* [PROBLEM STATEMENT] Please restate verbatim the lines that open the listing below, ending with the line in which "pub struct TracingConfig" occurs.
DATA SHOWN: Begin
//! # Observability 基盤
//!
//! トレーシング初期化とログ出力形式の設定、リクエストスパンの生成を提供する。
//! 環境変数 `LOG_FORMAT` による JSON / Pretty 出力の切り替えに対応する。

/// ログ出力形式
///
/// 環境変数 `LOG_FORMAT` で切り替える。
/// 値が未設定または不正な場合は [`Pretty`](LogFormat::Pretty) にフォールバックする。
#[derive(Debug, Clone, Copy, PartialEq, Eq, Default)]
pub enum LogFormat {
   /// JSON 形式（本番環境向け）
   Json,
   /// 人間が読みやすい形式（開発環境向け）
   #[default]
   Pretty,
}

impl LogFormat {
   /// 文字列からログ形式をパースする
   ///
   /// 不正な値の場合は [`Pretty`](LogFormat::Pretty) にフォールバックし、
   /// stderr に警告を出力する。
   pub fn parse(s: &str) -> Self {
      match s {
         "json" => Self::Json,
         "pretty" => Self::Pretty,
         other => {
            eprintln!("WARNING: unknown LOG_FORMAT={other:?}, falling back to pretty");
            Self::Pretty
         }
      }
   }

   /// 環境変数 `LOG_FORMAT` から読み取る
   pub fn from_env() -> Self {
      match std::env::var("LOG_FORMAT") {
         Ok(val) => Self::parse(&val),
         Err(_) => Self::default(),
      }
   }
}

/// トレーシング初期化設定
#[derive(Debug, Clone)]
pub struct TracingConfig {
   /// サービス名（JSON ログの `span.service` フィールドに出力）
   pub service_name: String,
   /// ログ出力形式
   pub log_format:   LogFormat,
}

impl TracingConfig {
   pub fn new(service_name: impl Into<String>, log_format: LogFormat) -> Self {
      Self {
         service_name: service_name.into(),
         log_format,
      }
   }

   /// 環境変数から設定を読み取る
   pub fn from_env(service_name: impl Into<String>) -> Self {
      Self::new(service_name, LogFormat::from_env())
   }
}

/// トレーシングを初期化する
///
/// `RUST_LOG` 環境変数でログレベルを制御可能。
/// 未設定の場合は `"info,quizbank=debug"` をデフォルトとする。
///
/// `ErrorLayer` を登録するため、インフラ層のエラーが生成時の
/// `SpanTrace` を保持できる。
#[cfg(feature = "observability")]
pub fn init_tracing(config: TracingConfig) {
   use tracing_subscriber::{Layer as _, layer::SubscriberExt, util::SubscriberInitExt};

   let env_filter = tracing_subscriber::EnvFilter::try_from_default_env()
      .unwrap_or_else(|_| "info,quizbank=debug".into());

   let fmt_layer = match config.log_format {
      LogFormat::Json => tracing_subscriber::fmt::layer()
         .json()
         .flatten_event(true)
         .with_target(true)
         .with_current_span(true)
         .with_span_list(false)
         .boxed(),
      LogFormat::Pretty => tracing_subscriber::fmt::layer().boxed(),
   };

   tracing_subscriber::registry()
      .with(env_filter)
      .with(fmt_layer)
      .with(tracing_error::ErrorLayer::default())
      .init();
}

/// Request ID ヘッダー名
#[cfg(feature = "observability")]
pub const REQUEST_ID_HEADER: &str = "x-request-id";

/// HTTP リクエストごとのスパンを生成する
///
/// `TraceLayer::make_span_with` に渡して使用する。
/// `SetRequestIdLayer` の内側に配置すると、付与済みの Request ID がスパンに記録される。
#[cfg(feature = "observability")]
pub fn make_request_span<B>(request: &http::Request<B>) -> tracing::Span {
   let request_id = request
      .headers()
      .get(REQUEST_ID_HEADER)
      .and_then(|v| v.to_str().ok())
      .unwrap_or("-");

   tracing::info_span!(
      "request",
      method = %request.method(),
      uri = %request.uri(),
      request_id = %request_id,
   )
}

/// UUID v7 で Request ID を生成する `MakeRequestId` 実装
///
/// 時刻順にソート可能な ID になるため、ログの突き合わせが容易になる。
#[cfg(feature = "observability")]
#[derive(Debug, Clone, Copy, Default)]
pub struct MakeRequestUuidV7;

#[cfg(feature = "observability")]
impl tower_http::request_id::MakeRequestId for MakeRequestUuidV7 {
   fn make_request_id<B>(
      &mut self,
      _request: &http::Request<B>,
   ) -> Option<tower_http::request_id::RequestId> {
      let id = uuid::Uuid::now_v7().to_string();
      http::HeaderValue::from_str(&id)
         .ok()
         .map(tower_http::request_id::RequestId::new)
   }
}

#[cfg(test)]
mod tests {
   use super::*;

   // ===== LogFormat::parse テスト =====

   #[test]
   fn test_parse_jsonでjsonを返す() {
      assert_eq!(LogFormat::parse("json"), LogFormat::Json);
   }

   #[test]
   fn test_parse_prettyでprettyを返す() {
      assert_eq!(LogFormat::parse("pretty"), LogFormat::Pretty);
   }

   #[test]
   fn test_parse_不正な値でprettyにフォールバックする() {
      assert_eq!(LogFormat::parse("unknown"), LogFormat::Pretty);
      assert_eq!(LogFormat::parse(""), LogFormat::Pretty);
      assert_eq!(LogFormat::parse("JSON"), LogFormat::Pretty);
   }

   #[test]
   fn test_newでフィールドが正しく設定される() {
      let config = TracingConfig::new("quizbank-api", LogFormat::Json);

      assert_eq!(config.service_name, "quizbank-api");
      assert_eq!(config.log_format, LogFormat::Json);
   }
}
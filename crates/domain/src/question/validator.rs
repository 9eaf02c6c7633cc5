//! # 問題バリデーター
//!
//! 型のない JSON 入力を検証し、ID 付与前の [`NewQuestion`] に変換する。
//! 単体登録・一括登録の両方がこの規則を共有する。
//!
//! ## 検証ルール（この順に評価し、最初の違反を返す）
//!
//! 1. 入力は JSON オブジェクトである
//! 2. `categoria`, `pergunta`, `opcoes`, `resposta` が存在し、null・空文字列ではない
//! 3. `opcoes` は 2 要素以上の配列で、各要素がテキスト化できる
//! 4. テキストフィールドはテキスト化できる（文字列・数値・真偽値）
//! 5. `resposta` の文字列表現が `opcoes` のいずれかの文字列表現と一致する

use serde_json::{Map, Value as JsonValue};

use crate::{QuestionValidationError, text::coerce_text};

/// 必須フィールド（検証順）
const REQUIRED_FIELDS: [&str; 4] = ["categoria", "pergunta", "opcoes", "resposta"];

/// `opcoes` の最小要素数
const MIN_OPTIONS: usize = 2;

/// 検証済み・ID 未付与の問題
#[derive(Debug, Clone, PartialEq, Eq)]
pub struct NewQuestion {
   pub(super) categoria:  String,
   pub(super) pergunta:   String,
   pub(super) opcoes:     Vec<String>,
   pub(super) resposta:   String,
   pub(super) explicacao: Option<String>,
   pub(super) imagem:     Option<String>,
}

impl NewQuestion {
   pub fn categoria(&self) -> &str {
      &self.categoria
   }

   pub fn pergunta(&self) -> &str {
      &self.pergunta
   }

   pub fn opcoes(&self) -> &[String] {
      &self.opcoes
   }

   pub fn resposta(&self) -> &str {
      &self.resposta
   }
}

/// 候補レコードを検証する
pub fn validate_question(input: &JsonValue) -> Result<NewQuestion, QuestionValidationError> {
   let Some(object) = input.as_object() else {
      return Err(QuestionValidationError::NotAnObject);
   };

   for field in REQUIRED_FIELDS {
      if is_blank(object.get(field)) {
         return Err(QuestionValidationError::MissingField { field });
      }
   }

   let opcoes = options(object)?;
   let categoria = required_text(object, "categoria")?;
   let pergunta = required_text(object, "pergunta")?;
   let resposta = required_text(object, "resposta")?;
   let explicacao = optional_text(object, "explicacao")?;
   let imagem = optional_text(object, "imagem")?;

   if !opcoes.contains(&resposta) {
      return Err(QuestionValidationError::AnswerNotInOptions);
   }

   Ok(NewQuestion {
      categoria,
      pergunta,
      opcoes,
      resposta,
      explicacao,
      imagem,
   })
}

/// 欠落・null・空白のみの文字列を未入力とみなす
fn is_blank(value: Option<&JsonValue>) -> bool {
   match value {
      None | Some(JsonValue::Null) => true,
      Some(JsonValue::String(s)) => s.trim().is_empty(),
      Some(_) => false,
   }
}

fn options(object: &Map<String, JsonValue>) -> Result<Vec<String>, QuestionValidationError> {
   let Some(items) = object.get("opcoes").and_then(JsonValue::as_array) else {
      return Err(QuestionValidationError::InvalidOptions);
   };
   if items.len() < MIN_OPTIONS {
      return Err(QuestionValidationError::InvalidOptions);
   }

   items
      .iter()
      .map(|item| coerce_text(item).ok_or(QuestionValidationError::InvalidOptions))
      .collect()
}

fn required_text(
   object: &Map<String, JsonValue>,
   field: &'static str,
) -> Result<String, QuestionValidationError> {
   object
      .get(field)
      .and_then(coerce_text)
      .ok_or(QuestionValidationError::InvalidFieldType { field })
}

fn optional_text(
   object: &Map<String, JsonValue>,
   field: &'static str,
) -> Result<Option<String>, QuestionValidationError> {
   match object.get(field) {
      None | Some(JsonValue::Null) => Ok(None),
      Some(value) => coerce_text(value)
         .map(Some)
         .ok_or(QuestionValidationError::InvalidFieldType { field }),
   }
}
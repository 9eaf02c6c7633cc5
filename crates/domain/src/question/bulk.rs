//! # 一括テキストのパース
//!
//! 1 行 1 JSON オブジェクトのテキストを分割・検証する。
//!
//! - 各行は前後の空白と BOM を除去してから解釈する
//! - 空行は読み飛ばす
//! - いずれかの行が失敗した時点で全体を失敗とする（部分的な結果は返さない）

use serde_json::Value as JsonValue;

use super::{NewQuestion, validate_question};
use crate::{BulkParseError, QuestionValidationError, text::normalize_line};

/// 一括テキストを検証済みの入力に変換する（入力順）
pub fn parse_bulk_text(texto: &str) -> Result<Vec<NewQuestion>, BulkParseError> {
   let mut drafts = Vec::new();

   for (index, raw) in texto.lines().enumerate() {
      let line_number = index + 1;
      let line = normalize_line(raw);
      if line.is_empty() {
         continue;
      }

      let value: JsonValue =
         serde_json::from_str(line).map_err(|e| BulkParseError::MalformedJson {
            line:   line_number,
            reason: e.to_string(),
         })?;

      let question = validate_question(&value).map_err(|source| match source {
         QuestionValidationError::NotAnObject => BulkParseError::MalformedJson {
            line:   line_number,
            reason: source.to_string(),
         },
         source => BulkParseError::InvalidRecord {
            line: line_number,
            source,
         },
      })?;

      drafts.push(question);
   }

   if drafts.is_empty() {
      return Err(BulkParseError::Empty);
   }

   Ok(drafts)
}
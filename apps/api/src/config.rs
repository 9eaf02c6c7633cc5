//! # アプリケーション設定
//!
//! 環境変数からアプリケーション設定を読み込む。
//!
//! ## 環境変数一覧
//!
//! | 変数名 | 必須 | デフォルト | 説明 |
//! |--------|------|------------|------|
//! | `HOST` | No | `0.0.0.0` | バインドアドレス |
//! | `PORT` | No | `3000` | ポート番号 |
//! | `API_KEY` | No | `SUA_CHAVE_SECRETA_AQUI` | `x-api-key` ヘッダーと照合する共有シークレット |
//! | `PERGUNTAS_FILE` | No | `perguntas.jsonl` | 問題ストア（JSONL）のパス |
//!
//! ## 使用例
//!
//! ```rust,ignore
//! dotenvy::dotenv().ok();
//! let config = AppConfig::from_env()?;
//! ```

use std::{env, num::ParseIntError, path::PathBuf};

use thiserror::Error;

/// `API_KEY` 未設定時に使用する開発用の共有シークレット
pub const DEFAULT_API_KEY: &str = "SUA_CHAVE_SECRETA_AQUI";

const DEFAULT_HOST: &str = "0.0.0.0";
const DEFAULT_PORT: u16 = 3000;
const DEFAULT_STORE_PATH: &str = "perguntas.jsonl";

/// 設定の読み込みエラー
#[derive(Debug, Error)]
pub enum ConfigError {
   #[error("PORT は有効なポート番号である必要があります: {value}")]
   InvalidPort {
      value:  String,
      #[source]
      source: ParseIntError,
   },

   #[error("API_KEY に空文字列は指定できません")]
   EmptyApiKey,
}

/// API サーバーの設定
///
/// 起動時に一度だけ構築し、ルーター構築に渡す。
#[derive(Clone)]
pub struct AppConfig {
   /// バインドアドレス
   pub host:       String,
   /// ポート番号
   pub port:       u16,
   /// `x-api-key` と照合する共有シークレット
   pub api_key:    String,
   /// 問題ストアのパス
   pub store_path: PathBuf,
}

impl std::fmt::Debug for AppConfig {
   fn fmt(&self, f: &mut std::fmt::Formatter<'_>) -> std::fmt::Result {
      f.debug_struct("AppConfig")
         .field("host", &self.host)
         .field("port", &self.port)
         .field("api_key", &"***")
         .field("store_path", &self.store_path)
         .finish()
   }
}

impl AppConfig {
   /// 環境変数から設定を読み込む
   pub fn from_env() -> Result<Self, ConfigError> {
      Self::from_lookup(|key| env::var(key).ok())
   }

   /// 任意のキー参照関数から設定を組み立てる
   ///
   /// 未設定・空文字列の変数はデフォルト値を使う（`API_KEY` を除く）。
   pub fn from_lookup(lookup: impl Fn(&str) -> Option<String>) -> Result<Self, ConfigError> {
      let non_empty = |key: &str| lookup(key).filter(|v| !v.trim().is_empty());

      let port = match non_empty("PORT") {
         Some(value) => value
            .trim()
            .parse()
            .map_err(|source| ConfigError::InvalidPort { value, source })?,
         None => DEFAULT_PORT,
      };

      let api_key = match lookup("API_KEY") {
         Some(key) if key.is_empty() => return Err(ConfigError::EmptyApiKey),
         Some(key) => key,
         None => DEFAULT_API_KEY.to_string(),
      };

      Ok(Self {
         host: non_empty("HOST").unwrap_or_else(|| DEFAULT_HOST.to_string()),
         port,
         api_key,
         store_path: non_empty("PERGUNTAS_FILE")
            .map_or_else(|| PathBuf::from(DEFAULT_STORE_PATH), PathBuf::from),
      })
   }

   /// 開発用のデフォルト API キーのまま起動しようとしているか
   pub fn uses_default_api_key(&self) -> bool {
      self.api_key == DEFAULT_API_KEY
   }
}
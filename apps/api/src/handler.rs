//! # HTTP リクエストハンドラ
//!
//! axum のルートに対応するハンドラ関数を定義する。
//! 各ハンドラはサブモジュールに配置し、ここで re-export する。

pub mod health;
pub mod question;

pub use health::health_check;
pub use question::{
   BulkInsertRequest,
   BulkInsertResponse,
   QuestionState,
   bulk_insert_questions,
   create_question,
   list_questions,
};
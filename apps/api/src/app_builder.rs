//! # アプリケーション構築
//!
//! State の初期化とルーター構築を担当する。
//! `main.rs` はトレーシング初期化とサーバー起動に集中する。

use std::sync::Arc;

use axum::{
   Router,
   middleware::from_fn_with_state,
   routing::{get, post},
};
use quizbank_domain::clock::{Clock, SystemClock};
use quizbank_infra::repository::{JsonlQuestionRepository, QuestionRepository};
use quizbank_shared::{
   canonical_log::CanonicalLogLineLayer,
   observability::{MakeRequestUuidV7, make_request_span},
};
use tower_http::{
   cors::CorsLayer,
   request_id::{PropagateRequestIdLayer, SetRequestIdLayer},
   trace::TraceLayer,
};

use crate::{
   config::AppConfig,
   handler::{
      QuestionState,
      bulk_insert_questions,
      create_question,
      health_check,
      list_questions,
   },
   middleware::{ApiKeyState, require_api_key},
   usecase::QuestionUseCaseImpl,
};

/// 設定から依存を組み立て、ルーターを構築する
pub fn build_app(config: &AppConfig) -> Router {
   let repository: Arc<dyn QuestionRepository> =
      Arc::new(JsonlQuestionRepository::new(config.store_path.clone()));
   let clock: Arc<dyn Clock> = Arc::new(SystemClock);

   let question_state = Arc::new(QuestionState {
      usecase: QuestionUseCaseImpl::new(repository, clock),
   });

   build_router(question_state, ApiKeyState::new(config.api_key.as_str()))
}

/// 組み立て済みの State からルーターを構築する
pub fn build_router(question_state: Arc<QuestionState>, api_key_state: ApiKeyState) -> Router {
   Router::new()
      .route("/perguntas", get(list_questions).post(create_question))
      .route("/perguntas/bulk", post(bulk_insert_questions))
      .with_state(question_state)
      .route("/health", get(health_check))
      // layer: 存在しないパスを含むすべてのリクエストで API キーを要求する（`/health` を除く）
      .layer(from_fn_with_state(api_key_state, require_api_key))
      .layer(CorsLayer::permissive())
      // 下に書いたものが外側
      // 1. SetRequestIdLayer（最外）: UUID v7 を生成（またはクライアント提供値を使用）
      // 2. TraceLayer: スパンに request_id を含める
      // 3. CanonicalLogLineLayer: リクエスト完了時に 1 行サマリログを出力
      // 4. PropagateRequestIdLayer: レスポンスヘッダーに X-Request-Id をコピー
      .layer(PropagateRequestIdLayer::x_request_id())
      .layer(CanonicalLogLineLayer)
      .layer(TraceLayer::new_for_http().make_span_with(make_request_span))
      .layer(SetRequestIdLayer::x_request_id(MakeRequestUuidV7))
}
DATA SHOWN: End
* [ANSWER BELOW]
//! # Observability 基盤
//!
//! トレーシング初期化とログ出力形式の設定、リクエストスパンの生成を提供する。
//! 環境変数 `LOG_FORMAT` による JSON / Pretty 出力の切り替えに対応する。

/// ログ出力形式
///
/// 環境変数 `LOG_FORMAT` で切り替える。
/// 値が未設定または不正な場合は [`Pretty`](LogFormat::Pretty) にフォールバックする。
#[derive(Debug, Clone, Copy, PartialEq, Eq, Default)]
pub enum LogFormat {
   /// JSON 形式（本番環境向け）
   Json,
   /// 人間が読みやすい形式（開発環境向け）
   #[default]
   Pretty,
}

impl LogFormat {
   /// 文字列からログ形式をパースする
   ///
   /// 不正な値の場合は [`Pretty`](LogFormat::Pretty) にフォールバックし、
   /// stderr に警告を出力する。
   pub fn parse(s: &str) -> Self {
      match s {
         "json" => Self::Json,
         "pretty" => Self::Pretty,
         other => {
            eprintln!("WARNING: unknown LOG_FORMAT={other:?}, falling back to pretty");
            Self::Pretty
         }
      }
   }

   /// 環境変数 `LOG_FORMAT` から読み取る
   pub fn from_env() -> Self {
      match std::env::var("LOG_FORMAT") {
         Ok(val) => Self::parse(&val),
         Err(_) => Self::default(),
      }
   }
}

/// トレーシング初期化設定
#[derive(Debug, Clone)]
pub struct TracingConfig {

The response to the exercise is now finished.